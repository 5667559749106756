//! The execution status enum.

use super::{StatusGroup, StatusSet};
use serde::{Deserialize, Serialize};
use std::fmt;

/// The execution state of one node (step, stage or pipeline).
///
/// Serialized as the SCREAMING_SNAKE_CASE wire name. Values a newer peer
/// sends that this build does not know decode to [`Status::Unrecognized`].
#[derive(
    Debug, Clone, Copy, PartialEq, Eq, Hash, PartialOrd, Ord, Default, Serialize, Deserialize,
)]
#[serde(rename_all = "SCREAMING_SNAKE_CASE")]
pub enum Status {
    /// Waiting to be picked up.
    #[default]
    Queued,
    /// Actively executing.
    Running,
    /// Paused by a user.
    Paused,
    /// A pause was requested and is being applied.
    Pausing,
    /// Waiting on an async callback.
    AsyncWaiting,
    /// Waiting on a delegated task.
    TaskWaiting,
    /// Waiting on a timer.
    TimedWaiting,
    /// Waiting on an approval.
    ApprovalWaiting,
    /// Waiting on a resource constraint.
    ResourceWaiting,
    /// Waiting on manual intervention.
    InterventionWaiting,
    /// An abort was requested and is being applied.
    Discontinuing,
    /// Completed successfully.
    Succeeded,
    /// Completed with a failure.
    Failed,
    /// Completed with an engine error.
    Errored,
    /// Timed out.
    Expired,
    /// Aborted by a user or the engine.
    Aborted,
    /// Suspended; counts as success for aggregation.
    Suspended,
    /// Skipped by a condition.
    Skipped,
    /// Failed, but the failure was configured to be ignored.
    IgnoreFailed,
    /// Rejected by an approver.
    ApprovalRejected,
    /// Status could not be determined or was not understood.
    #[serde(other)]
    Unrecognized,
}

impl Status {
    /// Every status, in declaration order.
    pub const ALL: [Self; 21] = [
        Self::Queued,
        Self::Running,
        Self::Paused,
        Self::Pausing,
        Self::AsyncWaiting,
        Self::TaskWaiting,
        Self::TimedWaiting,
        Self::ApprovalWaiting,
        Self::ResourceWaiting,
        Self::InterventionWaiting,
        Self::Discontinuing,
        Self::Succeeded,
        Self::Failed,
        Self::Errored,
        Self::Expired,
        Self::Aborted,
        Self::Suspended,
        Self::Skipped,
        Self::IgnoreFailed,
        Self::ApprovalRejected,
        Self::Unrecognized,
    ];

    /// Returns the bit this status occupies in a [`StatusSet`].
    pub(crate) const fn bit(self) -> u32 {
        1u32 << (self as u32)
    }

    /// Returns the wire name of the status.
    #[must_use]
    pub const fn as_str(self) -> &'static str {
        match self {
            Self::Queued => "QUEUED",
            Self::Running => "RUNNING",
            Self::Paused => "PAUSED",
            Self::Pausing => "PAUSING",
            Self::AsyncWaiting => "ASYNC_WAITING",
            Self::TaskWaiting => "TASK_WAITING",
            Self::TimedWaiting => "TIMED_WAITING",
            Self::ApprovalWaiting => "APPROVAL_WAITING",
            Self::ResourceWaiting => "RESOURCE_WAITING",
            Self::InterventionWaiting => "INTERVENTION_WAITING",
            Self::Discontinuing => "DISCONTINUING",
            Self::Succeeded => "SUCCEEDED",
            Self::Failed => "FAILED",
            Self::Errored => "ERRORED",
            Self::Expired => "EXPIRED",
            Self::Aborted => "ABORTED",
            Self::Suspended => "SUSPENDED",
            Self::Skipped => "SKIPPED",
            Self::IgnoreFailed => "IGNORE_FAILED",
            Self::ApprovalRejected => "APPROVAL_REJECTED",
            Self::Unrecognized => "UNRECOGNIZED",
        }
    }

    /// Returns true if the status belongs to the given group.
    #[must_use]
    pub const fn is_in(self, group: StatusGroup) -> bool {
        group.members().contains(self)
    }

    /// Returns true if no further transition is possible.
    #[must_use]
    pub const fn is_final(self) -> bool {
        StatusSet::FINAL.contains(self)
    }

    /// Returns true if the status counts as success for aggregation.
    #[must_use]
    pub const fn is_positive(self) -> bool {
        StatusSet::POSITIVE.contains(self)
    }

    /// Returns true if the status counts as a hard failure.
    #[must_use]
    pub const fn is_broken(self) -> bool {
        StatusSet::BROKEN.contains(self)
    }

    /// Returns true if the status counts as still running for aggregation.
    #[must_use]
    pub const fn is_flowing(self) -> bool {
        StatusSet::FLOWING.contains(self)
    }

    /// Returns true if the node is still in flight.
    #[must_use]
    pub const fn is_active(self) -> bool {
        StatusSet::ACTIVE.contains(self)
    }

    /// Returns true if execution can be resumed from this status.
    #[must_use]
    pub const fn is_resumable(self) -> bool {
        StatusSet::RESUMABLE.contains(self)
    }

    /// Returns true if the node may be moved into a terminal status.
    #[must_use]
    pub const fn is_finalizable(self) -> bool {
        StatusSet::FINALIZABLE.contains(self)
    }

    /// Returns true if the node may be retried from this status.
    #[must_use]
    pub const fn is_retryable(self) -> bool {
        StatusSet::RETRYABLE.contains(self)
    }
}

impl fmt::Display for Status {
    fn fmt(&self, f: &mut fmt::Formatter<'_>) -> fmt::Result {
        f.write_str(self.as_str())
    }
}

#[cfg(test)]
mod tests {
    use super::*;

    #[test]
    fn test_status_display() {
        assert_eq!(Status::Running.to_string(), "RUNNING");
        assert_eq!(Status::InterventionWaiting.to_string(), "INTERVENTION_WAITING");
        assert_eq!(Status::IgnoreFailed.to_string(), "IGNORE_FAILED");
    }

    #[test]
    fn test_status_serialize_matches_display() {
        for status in Status::ALL {
            let json = serde_json::to_string(&status).unwrap();
            assert_eq!(json, format!("\"{status}\""));
        }
    }

    #[test]
    fn test_default_is_queued() {
        assert_eq!(Status::default(), Status::Queued);
    }

    #[test]
    fn test_unknown_wire_value_is_unrecognized() {
        let status: Status = serde_json::from_str(r#""QUEUED_LICENSE_LIMIT_REACHED""#).unwrap();
        assert_eq!(status, Status::Unrecognized);
    }

    #[test]
    fn test_bits_are_distinct() {
        let mut seen = 0u32;
        for status in Status::ALL {
            assert_eq!(seen & status.bit(), 0, "{status} shares a bit");
            seen |= status.bit();
        }
    }

    #[test]
    fn test_status_predicates() {
        assert!(Status::Succeeded.is_final());
        assert!(Status::Skipped.is_positive());
        assert!(Status::Expired.is_broken());
        assert!(Status::Discontinuing.is_flowing());
        assert!(!Status::Paused.is_flowing());
        assert!(Status::Paused.is_active());
        assert!(!Status::Paused.is_resumable());
        assert!(Status::InterventionWaiting.is_retryable());
        assert!(!Status::Unrecognized.is_final());
        assert!(!Status::Unrecognized.is_active());
    }
}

→ Task statement
In the records above, how many lines include "Expired"? Give that number and nothing more.

→ Response to the exercise
4